Saturday, February 17th, 2007

Well hey there everyone, just wanted to make a quick shoutout. I’m currently back at my Dad’s on placement and so I probably won’t be on here much over the next few weeks. I will do my part to post when I can but I have a feeling that I will be a busy boy.

I’m going to be teaching two sections of Grade 11 College Math and one section of Grade 12 University Math. Needless to say, I’m feeling a sense of excitement and apprehension. I have not done much math in a long time (first semester of my fourth year…that’s a solid 3+ years ago) and I have been having my doubts as to whether high school math teacher will be a viable career choice for me. I’m rather excited to figure all of this out, and of course, the dreaded observation that I am going to have on February 28th from my Faculty Advisor (dun, dun, dun….)

In a slightly related note, I have realized of late that I want this blog to be kept from my current and future students as much as possible. As a result, I will be going through at some point and removing every reference to my last name. I do not feel that I have much, if anything to hide on here, I would just like to be able to keep a private life that is separate from my professional life. This is why my Facebook badge was removed and I will soon be turning the name of a semi-regular feature here to “Some Insights Into My Twisted Mind” and scanning through a bit more to get rid of the R word. If you are posting on here, please refer to me by my first name or one of the many nick names that I have. But if you are doing it through my Facebook notes, then by all means go to town and call me anything you want.

So I had best take off, I will do my best to update this as often as I can over the next little while, but I of course, can’t make any promises.

Until next time,

G

An Incredibly Academic Assignment

Thursday, February 1st, 2007

This week in Computers Class, we were given the greatest assignment ever. We had to give ourselves a mark out of 5 for the course but give it to our professor in terms of a video, created with Movie Maker.

I absolutely LOVE playing with Movie Maker. So I decided to overdo it, and include a Star Wars Introduction, a cameo from Mr. Spock, a flushing toilet, an appearance from the Tooth Fairy, and of course me bringing Sexy Back.

In case any of you non-eddie friends out there are wondering, OCUP is the Ontario Curriculum Unit Planner. Something I have ranted about before.

Well that’s probably enough of an introductionhere it is, my Self-Assesment Assignment!!!

Hope that you enjoyed it!!!!

Until next time,

G

"The Kids Are Alright" or "Why the Hell Do You Want to be a Teacher???"

Wednesday, January 10th, 2007

Whenever anybody asks me about how I like Teacher’s College I tend to have one standard response. I always say something along the lines of “The classes are boring, the teaching is amazing, I love half of the people, but the other half make me fear for the future of my children”. Today I had an experience with the later section of that quote.
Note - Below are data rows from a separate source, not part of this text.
use url::Url;

use crate::config::OIDC_DEFAULT_SCOPES;
use crate::identity::{AuthCodeTokenRequest, AuthCodeUrlRequest};
use crate::session::AuthSession;
use crate::state::{AppStage, StateEnvelope};
use crate::utils::{UtilError, gen_random_string, pkce_challenge};

use super::errors::GuardError;
use super::provider::AuthProvider;

impl AuthProvider {
    /// Starts interactive sign-in and returns the provider URL to redirect to.
    pub async fn sign_in(&self, session: &mut AuthSession) -> Result<String, GuardError> {
        let nonce = gen_random_string(32)?;
        session.nonce = Some(nonce.clone());
        session.is_authenticated = false;

        let state = StateEnvelope::new(
            AppStage::SignIn,
            self.settings.auth_routes.post_login.clone(),
            nonce,
        )
        .encode()?;

        let scopes = OIDC_DEFAULT_SCOPES.iter().map(|s| s.to_string()).collect();
        tracing::debug!("Starting sign-in");
        self.get_auth_code(session, scopes, state, None).await
    }

    /// Destroys the session, drops the account's cached tokens and returns the
    /// provider logout URL.
    pub async fn sign_out(&self, session_id: &str) -> Result<String, GuardError> {
        match self.sessions.load(session_id).await {
            Ok(Some(AuthSession {
                account: Some(account),
                ..
            })) => self.identity.remove_account(&account.home_account_id).await,
            Ok(_) => {}
            Err(e) => tracing::warn!("Signing out a session that could not be read: {}", e),
        }

        self.sessions.destroy(session_id).await?;
        tracing::debug!("Signed out, redirecting to provider logout");
        self.logout_url()
    }

    /// Provider logout URL that returns the browser to the post-logout route.
    pub fn logout_url(&self) -> Result<String, GuardError> {
        let endpoint = format!("{}/oauth2/v2.0/logout", self.settings.authority());
        let url = Url::parse_with_params(
            &endpoint,
            &[("post_logout_redirect_uri", self.settings.post_logout_uri())],
        )
        .map_err(|e| GuardError::from(UtilError::Format(e.to_string())))?;

        Ok(url.to_string())
    }

    /// Prepares the pending requests for an authorization-code round trip and
    /// returns the authorization URL.
    pub(crate) async fn get_auth_code(
        &self,
        session: &mut AuthSession,
        scopes: Vec<String>,
        state: String,
        login_hint: Option<String>,
    ) -> Result<String, GuardError> {
        let authority = self.settings.authority();
        let redirect_uri = self.settings.auth_routes.redirect.clone();

        let code_verifier = gen_random_string(32)?;
        let code_challenge = pkce_challenge(&code_verifier);

        let auth_code_request = session
            .auth_code_request
            .get_or_insert_with(|| AuthCodeUrlRequest {
                authority: authority.clone(),
                scopes: Vec::new(),
                state: String::new(),
                redirect_uri: redirect_uri.clone(),
                code_challenge: String::new(),
                login_hint: None,
                prompt: None,
            });
        auth_code_request.scopes = scopes.clone();
        auth_code_request.state = state;
        auth_code_request.code_challenge = code_challenge;
        auth_code_request.login_hint = login_hint;

        let token_request = session
            .token_request
            .get_or_insert_with(|| AuthCodeTokenRequest {
                authority,
                scopes: Vec::new(),
                redirect_uri,
                code: None,
                code_verifier: String::new(),
            });
        token_request.scopes = scopes;
        token_request.code = None;
        token_request.code_verifier = code_verifier;

        self.identity
            .get_authorization_url(auth_code_request)
            .await
            .map_err(|e| GuardError::Identity(e).log())
    }
}

#[cfg(test)]
mod tests {
    use super::*;
    use crate::session::SessionRepository;
    use crate::test_utils::{sample_account, sample_settings, test_provider};
    use std::collections::HashMap;

    #[tokio::test]
    async fn test_sign_in_prepares_session_and_url() {
        // Given a fresh session
        let harness = test_provider(sample_settings()).unwrap();
        let mut session = AuthSession::default();

        // When signing in
        let url = harness.provider.sign_in(&mut session).await.unwrap();

        // Then the session holds a nonce and the pending requests
        let nonce = session.nonce.clone().unwrap();
        assert!(!session.is_authenticated);
        let auth_request = session.auth_code_request.clone().unwrap();
        let token_request = session.token_request.clone().unwrap();
        assert_eq!(auth_request.scopes, vec!["openid", "profile", "offline_access"]);
        assert_eq!(token_request.scopes, auth_request.scopes);
        assert_eq!(
            auth_request.code_challenge,
            pkce_challenge(&token_request.code_verifier)
        );

        // And the state envelope carries the sign-in stage and nonce
        let envelope = StateEnvelope::decode(&auth_request.state).unwrap();
        assert_eq!(envelope.stage, AppStage::SignIn);
        assert_eq!(envelope.nonce, nonce);
        assert_eq!(envelope.path, "/");

        // And the URL targets the authority's authorize endpoint
        let parsed = Url::parse(&url).unwrap();
        let query: HashMap<String, String> = parsed.query_pairs().into_owned().collect();
        assert!(url.starts_with(&harness.provider.settings().authority()));
        assert_eq!(query["response_type"], "code");
        assert_eq!(query["state"], auth_request.state);
    }

    #[tokio::test]
    async fn test_sign_in_twice_rotates_nonce_and_verifier() {
        let harness = test_provider(sample_settings()).unwrap();
        let mut session = AuthSession::default();

        harness.provider.sign_in(&mut session).await.unwrap();
        let first_nonce = session.nonce.clone();
        let first_verifier = session.token_request.clone().unwrap().code_verifier;

        harness.provider.sign_in(&mut session).await.unwrap();
        assert_ne!(session.nonce, first_nonce);
        assert_ne!(session.token_request.unwrap().code_verifier, first_verifier);
    }

    #[tokio::test]
    async fn test_sign_out_destroys_session() {
        // Given a stored session
        let harness = test_provider(sample_settings()).unwrap();
        harness
            .sessions
            .save("sid", &AuthSession::default())
            .await
            .unwrap();

        // When signing out
        let url = harness.provider.sign_out("sid").await.unwrap();

        // Then the session is gone and the logout URL carries the post-logout redirect
        assert!(harness.sessions.load("sid").await.unwrap().is_none());
        let parsed = Url::parse(&url).unwrap();
        assert!(parsed.path().ends_with("/oauth2/v2.0/logout"));
        let query: HashMap<String, String> = parsed.query_pairs().into_owned().collect();
        assert_eq!(query["post_logout_redirect_uri"], "http://localhost:3000/");
        // Nothing was cached for a session without an account
        assert!(harness.identity.removed_accounts().is_empty());
    }

    #[tokio::test]
    async fn test_sign_out_drops_cached_tokens_for_the_account() {
        // Given a signed-in session
        let harness = test_provider(sample_settings()).unwrap();
        let session = AuthSession {
            is_authenticated: true,
            account: Some(sample_account()),
            ..Default::default()
        };
        harness.sessions.save("sid", &session).await.unwrap();

        // When signing out
        harness.provider.sign_out("sid").await.unwrap();

        // Then the identity client forgets that account's tokens
        assert_eq!(
            harness.identity.removed_accounts(),
            vec![sample_account().home_account_id]
        );
        assert!(harness.sessions.load("sid").await.unwrap().is_none());
    }
}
This morning, I was sitting in my Senior Math Elective and we were looking back at a Grade 9 Algebra book from 1897. There was a hilarious question about a cask of brandy. The question had hilarious wordings like “If you empty 45 gallons of brandy and fill it with water, and one-quarter of the solution be brandy, then how much of the original amount be brandy?” or something like that. The fact that it said “be brandy” prompted me to ask if this was a question intended for pirates.
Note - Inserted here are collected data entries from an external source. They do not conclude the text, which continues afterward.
use serde::{Deserialize, Serialize};
use std::collections::HashMap;

use crate::identity::{Account, AuthCodeTokenRequest, AuthCodeUrlRequest};
use crate::storage::CacheData;

use super::errors::SessionError;

/// Per-user authentication state, persisted between requests.
#[derive(Debug, Clone, Default, PartialEq, Serialize, Deserialize)]
pub struct AuthSession {
    pub is_authenticated: bool,
    pub account: Option<Account>,
    /// Set when sign-in starts and compared against every returning state envelope.
    pub nonce: Option<String>,
    pub auth_code_request: Option<AuthCodeUrlRequest>,
    pub token_request: Option<AuthCodeTokenRequest>,
    #[serde(default)]
    pub remote_resources: HashMap<String, ResourceToken>,
}

#[derive(Debug, Clone, PartialEq, Serialize, Deserialize)]
pub struct ResourceToken {
    pub scopes: Vec<String>,
    pub access_token: Option<String>,
    /// The token came from an interactive step and the route that asked for it
    /// has not picked it up yet.
    #[serde(default)]
    pub interactive: bool,
}

impl AuthSession {
    /// Access token previously acquired for `resource_name`.
    pub fn access_token(&self, resource_name: &str) -> Option<&str> {
        self.remote_resources
            .get(resource_name)
            .and_then(|r| r.access_token.as_deref())
    }
}

impl TryFrom<&AuthSession> for CacheData {
    type Error = SessionError;

    fn try_from(session: &AuthSession) -> Result<Self, Self::Error> {
        let value = serde_json::to_string(session)
            .map_err(|e| SessionError::Serialization(e.to_string()))?;
        Ok(Self { value })
    }
}

impl TryFrom<CacheData> for AuthSession {
    type Error = SessionError;

    fn try_from(data: CacheData) -> Result<Self, Self::Error> {
        serde_json::from_str(&data.value).map_err(|e| {
            tracing::warn!("Stored session is unreadable: {}", e);
            SessionError::Serialization(e.to_string())
        })
    }
}

#[cfg(test)]
mod tests {
    use super::*;

    #[test]
    fn test_access_token_lookup() {
        let mut session = AuthSession::default();
        assert_eq!(session.access_token("graphAPI"), None);

        session.remote_resources.insert(
            "graphAPI".to_string(),
            ResourceToken {
                scopes: vec!["User.Read".to_string()],
                access_token: None,
                interactive: false,
            },
        );
        assert_eq!(session.access_token("graphAPI"), None);

        session
            .remote_resources
            .get_mut("graphAPI")
            .unwrap()
            .access_token = Some("at".to_string());
        assert_eq!(session.access_token("graphAPI"), Some("at"));
    }

    #[test]
    fn test_cache_data_conversion_preserves_session() {
        // Given a session with a nonce and a resource entry
        let mut session = AuthSession {
            nonce: Some("n".to_string()),
            ..Default::default()
        };
        session.remote_resources.insert(
            "api".to_string(),
            ResourceToken {
                scopes: vec!["s".to_string()],
                access_token: Some("t".to_string()),
                interactive: true,
            },
        );

        // When stored and loaded back
        let data = CacheData::try_from(&session).unwrap();
        let loaded = AuthSession::try_from(data).unwrap();

        // Then nothing is lost
        assert_eq!(loaded, session);
    }

    #[test]
    fn test_sessions_stored_before_the_interactive_flag_still_load() {
        let data = CacheData {
            value: r#"{"is_authenticated":true,"account":null,"nonce":"n","auth_code_request":null,"token_request":null,"remote_resources":{"api":{"scopes":["s"],"access_token":"t"}}}"#.to_string(),
        };

        let session = AuthSession::try_from(data).unwrap();
        assert!(!session.remote_resources["api"].interactive);
        assert_eq!(session.access_token("api"), Some("t"));
    }

    #[test]
    fn test_corrupt_cache_data_is_an_error() {
        let data = CacheData {
            value: "{not json".to_string(),
        };
        assert!(matches!(AuthSession::try_from(data), Err(SessionError::Serialization(_))));
    }
}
Our professor asked if the students today could handle that question at Grade 9. Of course, the language in that particular problem is really quite archaic, but if it were modernized and perhaps made slightly more relevant (a bottle of Gin and Juice perhaps?) could a typical Grade 9 student be able to do this question? Most people in the class said no, and gave a variety of reasons as to why the students today just could not handle such a thing. I was alarmed at some of the answers that I heard.

“They can’t do word problems”
“They would freak out if they saw the fraction”
“They don’t know how to put that into their calculators”
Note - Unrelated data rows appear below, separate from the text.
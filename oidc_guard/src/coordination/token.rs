use crate::identity::{IdentityError, OboRequest, SilentRequest};
use crate::session::{AuthSession, ResourceToken};
use crate::state::{AppStage, StateEnvelope};

use super::errors::GuardError;
use super::provider::AuthProvider;

/// Result of asking for a resource token in the middle of a request.
#[derive(Debug, Clone, PartialEq, Eq)]
pub enum TokenAcquisition {
    Acquired(String),
    /// The user has to visit `auth_url`; the redirect handler resumes the original route.
    InteractionRequired { auth_url: String },
}

impl AuthProvider {
    /// Acquires a token for `resource_name`, silently when possible.
    ///
    /// A token left by a completed `AcquireToken` round trip is handed out once,
    /// to the request that resumes after it. Otherwise, when silent acquisition
    /// needs the user, the session is prepared for a round trip that returns to
    /// `current_path`.
    pub async fn acquire_token(
        &self,
        session: &mut AuthSession,
        resource_name: &str,
        current_path: &str,
    ) -> Result<TokenAcquisition, GuardError> {
        let scopes = self
            .resource(resource_name)
            .map(|resource| resource.scopes.clone())
            .ok_or_else(|| GuardError::UnknownResource(resource_name.to_string()).log())?;

        let account = session
            .account
            .clone()
            .ok_or_else(|| GuardError::NotAuthenticated.log())?;

        if let Some(token) = take_interactive_token(session, resource_name, &scopes) {
            tracing::debug!("Using token from the interactive step for {}", resource_name);
            return Ok(TokenAcquisition::Acquired(token));
        }

        session.remote_resources.insert(
            resource_name.to_string(),
            ResourceToken {
                scopes: scopes.clone(),
                access_token: None,
                interactive: false,
            },
        );

        let silent = self
            .identity
            .acquire_token_silently(&SilentRequest {
                account: account.clone(),
                scopes: scopes.clone(),
            })
            .await;

        match silent {
            Ok(response) if !response.access_token.is_empty() => {
                tracing::debug!("Silently acquired token for {}", resource_name);
                if let Some(entry) = session.remote_resources.get_mut(resource_name) {
                    entry.access_token = Some(response.access_token.clone());
                }
                Ok(TokenAcquisition::Acquired(response.access_token))
            }
            Ok(_) | Err(IdentityError::InteractionRequired(_)) => {
                tracing::debug!("Interaction required for {}", resource_name);
                let nonce = session.nonce.clone().unwrap_or_default();
                let state = StateEnvelope::new(AppStage::AcquireToken, current_path, nonce).encode()?;
                let auth_url = self
                    .get_auth_code(session, scopes, state, Some(account.username))
                    .await?;
                Ok(TokenAcquisition::InteractionRequired { auth_url })
            }
            Err(e) => Err(GuardError::TokenAcquisition(e).log()),
        }
    }

    /// Exchanges the caller's access token for one scoped to `resource_name`.
    pub async fn acquire_token_on_behalf_of(
        &self,
        assertion: &str,
        resource_name: &str,
    ) -> Result<String, GuardError> {
        let scopes = self
            .resource(resource_name)
            .map(|resource| resource.scopes.clone())
            .ok_or_else(|| GuardError::UnknownResource(resource_name.to_string()).log())?;

        let response = self
            .identity
            .acquire_token_on_behalf_of(&OboRequest {
                assertion: assertion.to_string(),
                scopes,
            })
            .await
            .map_err(|e| GuardError::TokenAcquisition(e).log())?;

        if response.access_token.is_empty() {
            return Err(GuardError::TokenAcquisition(IdentityError::InvalidResponse(
                "Empty access token".to_string(),
            ))
            .log());
        }

        tracing::debug!("Acquired on-behalf-of token for {}", resource_name);
        Ok(response.access_token)
    }
}

/// Hands over the token stored by an interactive step, at most once.
fn take_interactive_token(
    session: &mut AuthSession,
    resource_name: &str,
    scopes: &[String],
) -> Option<String> {
    let entry = session.remote_resources.get_mut(resource_name)?;
    if !entry.interactive || entry.scopes != scopes {
        return None;
    }

    entry.interactive = false;
    entry.access_token.clone().filter(|token| !token.is_empty())
}

#[cfg(test)]
mod tests {
    use super::*;
    use crate::coordination::RedirectOutcome;
    use crate::test_utils::{redirect_query_for, sample_account, sample_settings, test_provider};
    use std::collections::HashMap;
    use url::Url;

    fn signed_in_session() -> AuthSession {
        AuthSession {
            is_authenticated: true,
            account: Some(sample_account()),
            nonce: Some("nonce-1".to_string()),
            ..Default::default()
        }
    }

    #[tokio::test]
    async fn test_silent_success() {
        // Given a provider that can refresh silently
        let harness = test_provider(sample_settings()).unwrap();
        harness.identity.set_silent_token("graph-token");
        let mut session = signed_in_session();

        // When acquiring a token for the graph resource
        let result = harness
            .provider
            .acquire_token(&mut session, "graphAPI", "/profile")
            .await
            .unwrap();

        // Then the token is returned and stored
        assert_eq!(result, TokenAcquisition::Acquired("graph-token".to_string()));
        assert_eq!(session.access_token("graphAPI"), Some("graph-token"));
        assert_eq!(harness.identity.silent_scopes(), vec![vec!["User.Read".to_string()]]);
    }

    #[tokio::test]
    async fn test_empty_silent_token_requires_interaction() {
        let harness = test_provider(sample_settings()).unwrap();
        harness.identity.set_silent_token("");
        let mut session = signed_in_session();

        let result = harness
            .provider
            .acquire_token(&mut session, "graphAPI", "/profile")
            .await
            .unwrap();

        assert!(matches!(result, TokenAcquisition::InteractionRequired { .. }));
        assert_eq!(session.access_token("graphAPI"), None);
    }

    #[tokio::test]
    async fn test_interaction_required_builds_acquire_token_redirect() {
        // Given silent acquisition needs the user
        let harness = test_provider(sample_settings()).unwrap();
        harness
            .identity
            .fail_silent(IdentityError::InteractionRequired("consent".to_string()));
        let mut session = signed_in_session();

        // When a protected route asks for the mail resource
        let result = harness
            .provider
            .acquire_token(&mut session, "mailAPI", "/mail")
            .await
            .unwrap();

        // Then the user is sent to the provider with an AcquireToken envelope for the route
        let TokenAcquisition::InteractionRequired { auth_url } = result else {
            panic!("Expected interaction");
        };
        let query: HashMap<String, String> =
            Url::parse(&auth_url).unwrap().query_pairs().into_owned().collect();
        let envelope = StateEnvelope::decode(&query["state"]).unwrap();
        assert_eq!(envelope.stage, AppStage::AcquireToken);
        assert_eq!(envelope.path, "/mail");
        assert_eq!(envelope.nonce, "nonce-1");
        assert_eq!(query["scope"], "Mail.Read");
        assert_eq!(query["login_hint"], sample_account().username);

        // And the pending token request records the resource scopes
        assert_eq!(session.token_request.unwrap().scopes, vec!["Mail.Read"]);
        assert_eq!(session.remote_resources["mailAPI"].access_token, None);
    }

    #[tokio::test]
    async fn test_mid_session_step_resumes_original_route() {
        // Given an interactive step was started for /mail
        let harness = test_provider(sample_settings()).unwrap();
        harness
            .identity
            .fail_silent(IdentityError::InteractionRequired("consent".to_string()));
        harness.identity.set_exchange_access_token("mail-token");
        let mut session = signed_in_session();
        let TokenAcquisition::InteractionRequired { auth_url } = harness
            .provider
            .acquire_token(&mut session, "mailAPI", "/mail")
            .await
            .unwrap()
        else {
            panic!("Expected interaction");
        };

        // When the provider redirects back with the same state
        let outcome = harness
            .provider
            .handle_redirect(&mut session, &redirect_query_for(&auth_url, "CODE"))
            .await
            .unwrap();

        // Then the token lands under mailAPI and the user returns to /mail
        assert_eq!(outcome.location(), "/mail");
        assert!(matches!(outcome, RedirectOutcome::TokenAcquired { .. }));
        assert_eq!(session.access_token("mailAPI"), Some("mail-token"));

        // And the resumed request gets that token even though silent acquisition still fails
        let resumed = harness
            .provider
            .acquire_token(&mut session, "mailAPI", "/mail")
            .await
            .unwrap();
        assert_eq!(resumed, TokenAcquisition::Acquired("mail-token".to_string()));
        assert_eq!(harness.identity.silent_scopes().len(), 1);
    }

    #[tokio::test]
    async fn test_interactive_token_is_handed_out_once() {
        // Given a token stored by a completed interactive step
        let harness = test_provider(sample_settings()).unwrap();
        harness.identity.set_silent_token("");
        let mut session = signed_in_session();
        session.remote_resources.insert(
            "mailAPI".to_string(),
            ResourceToken {
                scopes: vec!["Mail.Read".to_string()],
                access_token: Some("mail-token".to_string()),
                interactive: true,
            },
        );

        // When the resumed route asks for it
        let first = harness
            .provider
            .acquire_token(&mut session, "mailAPI", "/mail")
            .await
            .unwrap();

        // Then it is returned without a silent call
        assert_eq!(first, TokenAcquisition::Acquired("mail-token".to_string()));
        assert!(harness.identity.silent_scopes().is_empty());
        assert!(!session.remote_resources["mailAPI"].interactive);

        // And the next request goes through silent acquisition again
        let second = harness
            .provider
            .acquire_token(&mut session, "mailAPI", "/mail")
            .await
            .unwrap();
        assert!(matches!(second, TokenAcquisition::InteractionRequired { .. }));
        assert_eq!(session.access_token("mailAPI"), None);
    }

    #[tokio::test]
    async fn test_interactive_token_for_other_scopes_is_not_used() {
        let harness = test_provider(sample_settings()).unwrap();
        harness.identity.set_silent_token("graph-token");
        let mut session = signed_in_session();
        session.remote_resources.insert(
            "graphAPI".to_string(),
            ResourceToken {
                scopes: vec!["Mail.Read".to_string()],
                access_token: Some("wrong-audience".to_string()),
                interactive: true,
            },
        );

        let result = harness
            .provider
            .acquire_token(&mut session, "graphAPI", "/profile")
            .await
            .unwrap();
        assert_eq!(result, TokenAcquisition::Acquired("graph-token".to_string()));
    }

    #[tokio::test]
    async fn test_previous_token_is_cleared_before_acquisition() {
        let harness = test_provider(sample_settings()).unwrap();
        harness
            .identity
            .fail_silent(IdentityError::InteractionRequired("expired".to_string()));
        let mut session = signed_in_session();
        session.remote_resources.insert(
            "graphAPI".to_string(),
            ResourceToken {
                scopes: vec!["User.Read".to_string()],
                access_token: Some("old".to_string()),
                interactive: false,
            },
        );

        harness
            .provider
            .acquire_token(&mut session, "graphAPI", "/profile")
            .await
            .unwrap();

        assert_eq!(session.access_token("graphAPI"), None);
    }

    #[tokio::test]
    async fn test_other_silent_failures_propagate() {
        let harness = test_provider(sample_settings()).unwrap();
        harness
            .identity
            .fail_silent(IdentityError::Request("connection reset".to_string()));
        let mut session = signed_in_session();

        let result = harness
            .provider
            .acquire_token(&mut session, "graphAPI", "/profile")
            .await;

        assert!(matches!(
            result,
            Err(GuardError::TokenAcquisition(IdentityError::Request(_)))
        ));
        assert!(session.auth_code_request.is_none());
    }

    #[tokio::test]
    async fn test_unknown_resource() {
        let harness = test_provider(sample_settings()).unwrap();
        let mut session = signed_in_session();

        let result = harness
            .provider
            .acquire_token(&mut session, "nope", "/")
            .await;
        assert!(matches!(result, Err(GuardError::UnknownResource(name)) if name == "nope"));
    }

    #[tokio::test]
    async fn test_without_account() {
        let harness = test_provider(sample_settings()).unwrap();
        let mut session = AuthSession::default();

        let result = harness
            .provider
            .acquire_token(&mut session, "graphAPI", "/")
            .await;
        assert!(matches!(result, Err(GuardError::NotAuthenticated)));
    }

    #[tokio::test]
    async fn test_on_behalf_of() {
        let harness = test_provider(sample_settings()).unwrap();
        harness.identity.set_obo_token("downstream-token");

        let token = harness
            .provider
            .acquire_token_on_behalf_of("caller-token", "graphAPI")
            .await
            .unwrap();

        assert_eq!(token, "downstream-token");
        assert_eq!(harness.identity.obo_assertions(), vec!["caller-token"]);
    }

    #[tokio::test]
    async fn test_on_behalf_of_failure() {
        let harness = test_provider(sample_settings()).unwrap();
        harness.identity.fail_obo(IdentityError::Provider {
            error: "invalid_grant".to_string(),
            description: "assertion expired".to_string(),
        });

        let result = harness
            .provider
            .acquire_token_on_behalf_of("caller-token", "graphAPI")
            .await;
        assert!(matches!(result, Err(GuardError::TokenAcquisition(_))));
    }
}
And then it quickly turned into yet another rant about how “kids these days” don’t have any respect or academic ability. My mind is consistently blown by just how little faith the teacher’s of tomorrow have in the youth of today. It honestly makes me wonder why some of these people are going into this profession if they can’t think of good things to say about the students that they are going to be intereacting with every day.

I decided to keep with my trend of looking on the bright side, and sticking up for the students, someone needs to speak for the ones with no voice right? I brought up the fact that in 1897 Education was much more elitist. A very small percentage of the population made it to Grade 9, and those that did would more than likely be the top students. So of course the top students then could solve it. While I doubt that every single Grade 9 today could solve that equation, I bet that a number of them could do it. In fact, I think that the number of fourteen year olds who could figure that out today would be much higher than it was over a hundred years ago.

In fact, in looking at that question, I see no reason why I would not have given one like that to the Grade 8 students I was teaching back in the fall. Sure they may not have all gotten it, but it would have made a great Problem of the Day to start a math lesson off with. I gave some very complicated questions and I was amazed at their abilities, there were some student who were capable of solving intense logic puzzles, or were able to compute the Fibonacci sequence. Could they all do it? Well of course not, but many of them were able to do it.

I have been rather frustrated of late with this whole B.Ed program. It really has nothing to do with the classes or the work. It is all about the people here. I don’t mean to insult any of my peers or anything like that, but the negativity here really brings me down. Now there is a huge stereo-type about teachers being whiners who are only in the career for the pension and the holidays. At the start of the year, I resented that a lot, but now I see where it comes from. A lot of people in this program just don’t seem to like youth. So again, I have to ask, WHY ARE YOU HERE????

Of course, I have met several people in this program who I think are great and will make wonderful teachers, but as the year goes on I can’t help but think that they are in a minority. What scares me the most is the thought of entering a career full of negativity and having it overtake me. As I said way back here, my number one fear is getting crushed by the weight of the world. This is exactly why it scares me. I consider myself to be a really positive person, and am so worried that being surrounded by negativity for the rest of my life will crush any amount of optimism I have left in me.

So I am making a plea to all educators and would be educators out there. Please, please, please, only go into this profession if it is something that you want to do. Sure summers off are going to be great, and so will the sweet teacher’s pension. But that can’t be the only reason to be here. Make sure that you want to do this. You have a huge chance to influence the lives of future generations and somehow make a difference. Don’t shirk that responsibility for any reason. It’s not fair to the students, it’s not fair to yourself and it’s not fair for anyone who cares about the youth of today.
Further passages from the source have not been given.